What self-compassion is NOT:

  • Expecting 100% perfection

  • Not caring for yourself, self-neglect

  • Self-attack, self-harm, chronic self-blame, insensitivity toward yourself

  • Feeling guilty for indulging yourself, feeling selfish for caring for yourself

  • Thinking that others know better
Allowing mistreatment of yourself
  • Narcissism, arrogance

What Self-compassion IS:

  • Wholehearted, unconditional positive regard and acceptance of all parts of the self
  • Being able to acknowledge our faults

  • Accepting that we are all imperfect
Accepting and understanding of our feelings

  • Autonomy: reducing external validation

  • Awareness of bodily signals and the capacity to respond

  • Feeling entitled to one’s wants and needs
The capacity to feel these feelings for ourselves:

  • sympathy

  • empathy

  • concern

  • kindness

  • love

  • understanding

  • tenderness

  • self-confidence

  • healthy entitlement

  • non-judgment

Self-compassion is a disposition towards yourself and others.
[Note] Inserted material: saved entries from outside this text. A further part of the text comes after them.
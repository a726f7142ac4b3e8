//! Render command: JSON timeline request to PNG.

use std::io::Write;
use std::path::Path;

use anyhow::{Context, Result};
use rr_call::{Attachment, MessageHandle, NotificationSink, StatusMessage};
use rr_core::report::REPORT_COLOR;
use rr_core::{ChannelId, ReportImage, StatusReport, TIMELINE_ATTACHMENT};
use rr_timeline::RenderRequest;

/// Renders the request at `request_path`. Avatar paths resolve against the
/// request's directory.
pub fn render_request(request_path: &Path) -> Result<Vec<u8>> {
    let json = std::fs::read_to_string(request_path)
        .with_context(|| format!("failed to read {}", request_path.display()))?;
    let request = RenderRequest::from_json(&json)
        .with_context(|| format!("invalid render request {}", request_path.display()))?;
    let base_dir = request_path.parent().unwrap_or_else(|| Path::new("."));
    let timeline = request
        .into_timeline(base_dir)
        .context("failed to build timeline")?;
    timeline.render_png().context("failed to render timeline")
}

pub fn run<W: Write>(writer: &mut W, request_path: &Path, output: &Path) -> Result<Vec<u8>> {
    let png = render_request(request_path)?;
    std::fs::write(output, &png).with_context(|| format!("failed to write {}", output.display()))?;
    writeln!(writer, "Wrote {} ({} bytes)", output.display(), png.len())?;
    Ok(png)
}

/// Posts a rendered timeline as a standalone message.
pub async fn post(
    sink: &dyn NotificationSink,
    target: ChannelId,
    description: &str,
    png: Vec<u8>,
) -> Result<MessageHandle> {
    let message = StatusMessage {
        report: StatusReport {
            title: "Call timeline".to_string(),
            description: description.to_string(),
            color: REPORT_COLOR,
            fields: Vec::new(),
            image: Some(ReportImage {
                url: format!("attachment://{TIMELINE_ATTACHMENT}"),
            }),
        },
        attachment: Some(Attachment {
            filename: TIMELINE_ATTACHMENT.to_string(),
            png,
        }),
    };
    sink.publish(target, message)
        .await
        .with_context(|| format!("failed to post timeline to channel {target}"))
}
//! Handler timing and presentation settings.

use std::time::Duration;

use chrono::{FixedOffset, Offset};
use rr_core::ReportLabels;

use crate::avatar::AvatarPolicy;

/// Bounded retry with exponential backoff.
#[derive(Debug, Clone, Copy, PartialEq, Eq)]
pub struct RetryPolicy {
    /// Total attempts, including the first.
    pub attempts: u32,
    /// Delay after the first failure; doubles after each further failure.
    pub initial_delay: Duration,
}

impl RetryPolicy {
    /// Delay to wait after failed attempt number `attempt` (1-based).
    pub fn delay_after(&self, attempt: u32) -> Duration {
        self.initial_delay
            .saturating_mul(2u32.saturating_pow(attempt.saturating_sub(1)))
    }
}

impl Default for RetryPolicy {
    fn default() -> Self {
        Self {
            attempts: 3,
            initial_delay: Duration::from_secs(10),
        }
    }
}

#[derive(Debug, Clone)]
pub struct HandlerConfig {
    /// Minimum spacing between published refreshes.
    pub refresh_cooldown: Duration,
    /// Period of the background refresh loop.
    pub refresh_interval: Duration,
    /// How long an empty call waits for a rejoin before closing.
    pub close_grace: Duration,
    pub close_retry: RetryPolicy,
    /// Offset used for timeline tick labels.
    pub utc_offset: FixedOffset,
    pub avatar_policy: AvatarPolicy,
    pub labels: ReportLabels,
}

impl Default for HandlerConfig {
    fn default() -> Self {
        Self {
            refresh_cooldown: Duration::from_secs(10),
            refresh_interval: Duration::from_secs(60),
            close_grace: Duration::from_secs(60),
            close_retry: RetryPolicy::default(),
            utc_offset: chrono::Utc.fix(),
            avatar_policy: AvatarPolicy::Optional,
            labels: ReportLabels::default(),
        }
    }
}
//! Avatar lookup with an owned TTL cache.

use std::collections::HashMap;
use std::sync::{Arc, Mutex, PoisonError};
use std::time::Duration;

use async_trait::async_trait;
use rr_core::UserId;
use rr_timeline::{Raster, RenderError};
use thiserror::Error;
use tokio::time::Instant;

#[derive(Debug, Error)]
pub enum AvatarError {
    #[error("failed to fetch avatar for user {user}: {reason}")]
    Fetch { user: UserId, reason: String },
    #[error("failed to decode avatar: {0}")]
    Decode(#[from] RenderError),
}

/// What to do when an avatar cannot be loaded.
#[derive(Debug, Clone, Copy, PartialEq, Eq, Default)]
pub enum AvatarPolicy {
    /// Draw the row without an avatar.
    #[default]
    Optional,
    /// Fail the render.
    Required,
}

#[async_trait]
pub trait AvatarSupplier: Send + Sync {
    async fn fetch(&self, user: UserId) -> Result<Raster, AvatarError>;
}

struct Cached {
    avatar: Raster,
    fetched_at: Instant,
}

/// Caches fetched avatars for `ttl`, holding at most `capacity` entries.
///
/// Failed fetches are not cached.
pub struct AvatarCache {
    supplier: Arc<dyn AvatarSupplier>,
    ttl: Duration,
    capacity: usize,
    entries: Mutex<HashMap<UserId, Cached>>,
}

impl AvatarCache {
    pub fn new(supplier: Arc<dyn AvatarSupplier>, ttl: Duration, capacity: usize) -> Self {
        Self {
            supplier,
            ttl,
            capacity,
            entries: Mutex::new(HashMap::new()),
        }
    }

    pub async fn get(&self, user: UserId) -> Result<Raster, AvatarError> {
        if let Some(avatar) = self.lookup(user) {
            return Ok(avatar);
        }
        let avatar = self.supplier.fetch(user).await?;
        self.insert(user, avatar.clone());
        Ok(avatar)
    }

    pub fn len(&self) -> usize {
        self.entries().len()
    }

    pub fn is_empty(&self) -> bool {
        self.len() == 0
    }

    fn entries(&self) -> std::sync::MutexGuard<'_, HashMap<UserId, Cached>> {
        self.entries.lock().unwrap_or_else(PoisonError::into_inner)
    }

    fn lookup(&self, user: UserId) -> Option<Raster> {
        let mut entries = self.entries();
        match entries.get(&user) {
            Some(cached) if cached.fetched_at.elapsed() < self.ttl => Some(cached.avatar.clone()),
            Some(_) => {
                entries.remove(&user);
                None
            }
            None => None,
        }
    }

    fn insert(&self, user: UserId, avatar: Raster) {
        if self.capacity == 0 {
            return;
        }
        let mut entries = self.entries();
        let ttl = self.ttl;
        entries.retain(|_, cached| cached.fetched_at.elapsed() < ttl);
        while entries.len() >= self.capacity && !entries.contains_key(&user) {
            let oldest = entries
                .iter()
                .min_by_key(|(_, cached)| cached.fetched_at)
                .map(|(&id, _)| id);
            match oldest {
                Some(id) => {
                    tracing::trace!(user = %id, "evicting cached avatar");
                    entries.remove(&id);
                }
                None => break,
            }
        }
        entries.insert(
            user,
            Cached {
                avatar,
                fetched_at: Instant::now(),
            },
        );
    }
}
It involves us paying attention to our own needs and being mindful of our strengths and preferences, limitations, and comfort zones. It is an acceptance of all parts of your experience and self. Practicing self-compassion need not be stressful. Small steps are often powerful. It would be hypocritical to not be compassionate towards yourself in the pursuit of self-compassion! At the very least, I hope this article helps bring self-compassion into your awareness as an important and fundamental part of your well-being. I will end this article with a quote from Christopher Germer, author of The Mindful Path to Self-Compassion. Freeing Yourself from Destructive Thoughts and Emotions:

“A moment of self-compassion can change your entire day. A string of such moments can change the course of your life.”